聞言,王安石長長嘆氣:「是了,別人聽我這句,也都是這個反應。」

「賞花釣魚宴的次日,都下就有流言,說我竊柳公之詞,化『太液翻波,披香簾卷』為己用,人人都傳我私下讀柳公的淫|詞。那段時日,同僚都拿此事打趣我。」

王安石沉默了一會兒,繼續道:「這事過去幾十年了,我也記不得當初情急之下到底有沒有化用柳公之詞,唯獨記得那段時日我每天都要與人扯謊說我不讀柳詞,生怕別人因柳詞而看輕了我。
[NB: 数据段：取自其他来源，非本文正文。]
impl CityModelHandle {
    pub fn new(main: MainThread<InstancedCityModel>, ctx: Context, runtime: Handle) -> Self {
        let (events, _) = broadcast::channel(ctx.settings.event_capacity.max(1));
        Self {
            main,
            ctx: Arc::new(ctx),
            events,
            runtime,
        }
    }

    pub fn main_thread(&self) -> &MainThread<InstancedCityModel> {
        &self.main
    }

    pub fn context(&self) -> &Context {
        &self.ctx
    }

    pub fn subscribe(&self) -> broadcast::Receiver<CityModelEvent> {
        self.events.subscribe()
    }

    fn fire(events: &broadcast::Sender<CityModelEvent>, event: CityModelEvent) {
        log::info!("{:?}", event);
        if events.send(event).is_err() {
            log::debug!("no subscribers for city model events");
        }
    }

    /**
     * Places a freshly extracted model of one GML file below a new GML component.
     *
     * With attribute info enabled the GML file is parsed through the dataset collaborator; a
     * parse failure degrades to components without attributes. Non-max LODs are hidden once
     * everything is placed.
     */
    pub fn load_model(
        &self,
        gml_file_name: &str,
        model: Model,
        granularity: ConvertGranularity,
    ) -> Job<Vec<ComponentId>> {
        let main = self.main.clone();
        let ctx = self.ctx.clone();
        let gml_file_name = gml_file_name.to_string();
        Job::spawn(&self.runtime, move |progress| {
            progress.enter(Phase::Selecting);
            let dataset_name = main.run(|city| city.dataset_name.clone())?;
            let city_model = if ctx.settings.include_attr_info {
                match ctx.dataset.load_city_model(&dataset_name, &gml_file_name) {
                    Ok(city_model) => Some(city_model),
                    Err(e) => {
                        log::warn!("{:#}", e);
                        None
                    }
                }
            } else {
                None
            };

            let stem = gml_file_name
                .strip_suffix(".gml")
                .unwrap_or(&gml_file_name)
                .to_string();
            let mobility = ctx.settings.mobility;
            let gml = main.run(move |city| {
                let root = city.scene.root();
                city.scene
                    .create_component(ComponentKind::Scene, &stem, root, mobility)
            })??;

            progress.enter(Phase::Rebuilding);
            let options = LoadOptions {
                include_attr_info: ctx.settings.include_attr_info,
                mobility,
                reuse_containers: false,
                granularity,
            };
            let mut created = vec![gml];
            created.extend(MeshLoader::new(&main, options, city_model).load_model(
                gml,
                &model,
                &progress,
            ));
            main.run(move |city| city.filter_low_lods(gml, 0, i32::MAX))?;
            progress.enter(Phase::Done);
            Ok(created)
        })
    }

    fn spawn_reconstruction(
        &self,
        strategy: Strategy,
        targets: Vec<ComponentId>,
        granularity: MeshGranularity,
        destroy_original: bool,
    ) -> Job<Vec<ComponentId>> {
        let main = self.main.clone();
        let ctx = self.ctx.clone();
        let events = self.events.clone();
        let event = if strategy.is_classification() {
            CityModelEvent::ClassifyFinished
        } else {
            CityModelEvent::ReconstructFinished
        };
        Job::spawn(&self.runtime, move |progress| {
            let result = reconstruct::run_passes(
                &main,
                &ctx,
                strategy,
                targets,
                granularity,
                destroy_original,
                &progress,
            );
            progress.enter(Phase::NotifyingCompletion);
            if let Err(e) = &result {
                log::error!("{:#}", e);
            }
            Self::fire(&events, event);
            progress.enter(Phase::Done);
            result
        })
    }

    pub fn reconstruct_model(
        &self,
        targets: Vec<ComponentId>,
        granularity: MeshGranularity,
        destroy_original: bool,
    ) -> Job<Vec<ComponentId>> {
        self.spawn_reconstruction(Strategy::Reconstruct, targets, granularity, destroy_original)
    }

    pub fn classify_by_type(
        &self,
        targets: Vec<ComponentId>,
        materials: HashMap<CityObjectType, Material>,
        granularity: MeshGranularity,
        destroy_original: bool,
    ) -> Job<Vec<ComponentId>> {
        self.spawn_reconstruction(
            Strategy::ClassifyByType(materials),
            targets,
            granularity,
            destroy_original,
        )
    }

    pub fn classify_by_attribute(
        &self,
        targets: Vec<ComponentId>,
        attribute_key: &str,
        materials: HashMap<String, Material>,
        granularity: MeshGranularity,
        destroy_original: bool,
    ) -> Job<Vec<ComponentId>> {
        self.spawn_reconstruction(
            Strategy::ClassifyByAttribute {
                attribute_key: attribute_key.to_string(),
                materials,
            },
            targets,
            granularity,
            destroy_original,
        )
    }

    pub fn create_landscape(
        &self,
        targets: Vec<ComponentId>,
        param: LandscapeParam,
    ) -> Job<LandscapeOutcome> {
        let main = self.main.clone();
        let ctx = self.ctx.clone();
        let events = self.events.clone();
        Job::spawn(&self.runtime, move |progress| {
            let outcome = landscape::create_landscape_task(&main, &ctx, targets, &param, &progress);
            progress.enter(Phase::NotifyingCompletion);
            let result = match &outcome {
                Ok(outcome) => outcome.result,
                Err(e) => {
                    log::error!("{:#}", e);
                    LandscapeCreationResult::Fail
                }
            };
            Self::fire(&events, CityModelEvent::LandscapeCreationFinished(result));
            progress.enter(Phase::Done);
            outcome
        })
    }

    /// Shows only the max LOD per feature inside `[min, max]` below one GML component.
    pub async fn filter_low_lods(
        &self,
        gml: ComponentId,
        min: i32,
        max: i32,
    ) -> anyhow::Result<()> {
        Ok(self
            .main
            .run_async(move |city| city.filter_low_lods(gml, min, max))
            .await?)
    }

    /// Actor-wide LOD filter using the configured ranges and max-LOD mode.
    pub async fn filter_by_lods(&self, packages: Package) -> anyhow::Result<()> {
        let ranges = self.ctx.settings.lod_ranges.clone();
        let only_max_lod = self.ctx.settings.only_max_lod;
        Ok(self
            .main
            .run_async(move |city| city.filter_by_lods(packages, &ranges, only_max_lod))
            .await?)
    }

    /**
     * Hides visible features whose type does not intersect `mask`.
     *
     * Models imported without attribute info have no types on their components; the GML files
     * are then parsed through the dataset collaborator first and the filter runs on the parsed
     * city models.
     */
    pub fn filter_by_feature_types(&self, mask: CityObjectType) -> Job<()> {
        let main = self.main.clone();
        let ctx = self.ctx.clone();
        Job::spawn(&self.runtime, move |progress| {
            progress.enter(Phase::Selecting);
            let (has_attribute_info, dataset_name, gml_files) = main.run(|city| {
                city.set_filtering(true);
                // Relief is never type filtered, so its files are not parsed.
                let gml_files: Vec<String> = city
                    .gml_components()
                    .into_iter()
                    .filter(|gml| city.city_model_package(*gml) != Package::RELIEF)
                    .filter_map(|gml| city.gml_file_name(gml))
                    .collect();
                (city.has_attribute_info(), city.dataset_name.clone(), gml_files)
            })?;

            if has_attribute_info {
                main.run(move |city| {
                    city.filter_by_feature_types(mask);
                    city.set_filtering(false);
                })?;
                progress.enter(Phase::Done);
                return Ok(());
            }

            progress.enter(Phase::Converting);
            let mut city_models: HashMap<String, Arc<CityModel>> = HashMap::new();
            for gml_file in gml_files {
                match ctx.dataset.load_city_model(&dataset_name, &gml_file) {
                    Ok(city_model) => {
                        city_models.insert(gml_file, city_model);
                    }
                    Err(e) => log::warn!("{:#}", e),
                }
            }
            main.run(move |city| {
                city.filter_by_feature_types_legacy(mask, &city_models);
                city.set_filtering(false);
            })?;
            progress.enter(Phase::Done);
            Ok(())
        })
    }

    pub async fn get_min_max_lod(&self, package: Package) -> anyhow::Result<Option<MinMaxLod>> {
        Ok(self
            .main
            .run_async(move |city| city.get_min_max_lod(package))
            .await?)
    }

    pub async fn get_city_model_packages(&self) -> anyhow::Result<Package> {
        Ok(self
            .main
            .run_async(|city| city.get_city_model_packages())
            .await?)
    }

    pub async fn get_components_by_package(
        &self,
        package: Package,
    ) -> anyhow::Result<Vec<ComponentId>> {
        Ok(self
            .main
            .run_async(move |city| city.get_components_by_package(package))
            .await?)
    }

    pub async fn get_city_object_info(
        &self,
        id: ComponentId,
    ) -> anyhow::Result<Option<CityObjectInfo>> {
        Ok(self
            .main
            .run_async(move |city| city.get_city_object_info(id))
            .await?)
    }

    pub async fn is_filtering(&self) -> anyhow::Result<bool> {
        Ok(self.main.run_async(|city| city.is_filtering()).await?)
    }
}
」

「在我們那時,人人都讀柳公詞,人人不言柳公詞。隨便提及哪句柳詞,就沒人不會接下句,但就算大家心裡都知道,面上卻總要擺出個清流模樣,與此等『妖冶風氣』劃清界限……而今想來,倒是故作姿態、荒唐可笑。」

王安石言罷,瀟灑甩袖,抬手在文本框中曲指寫字。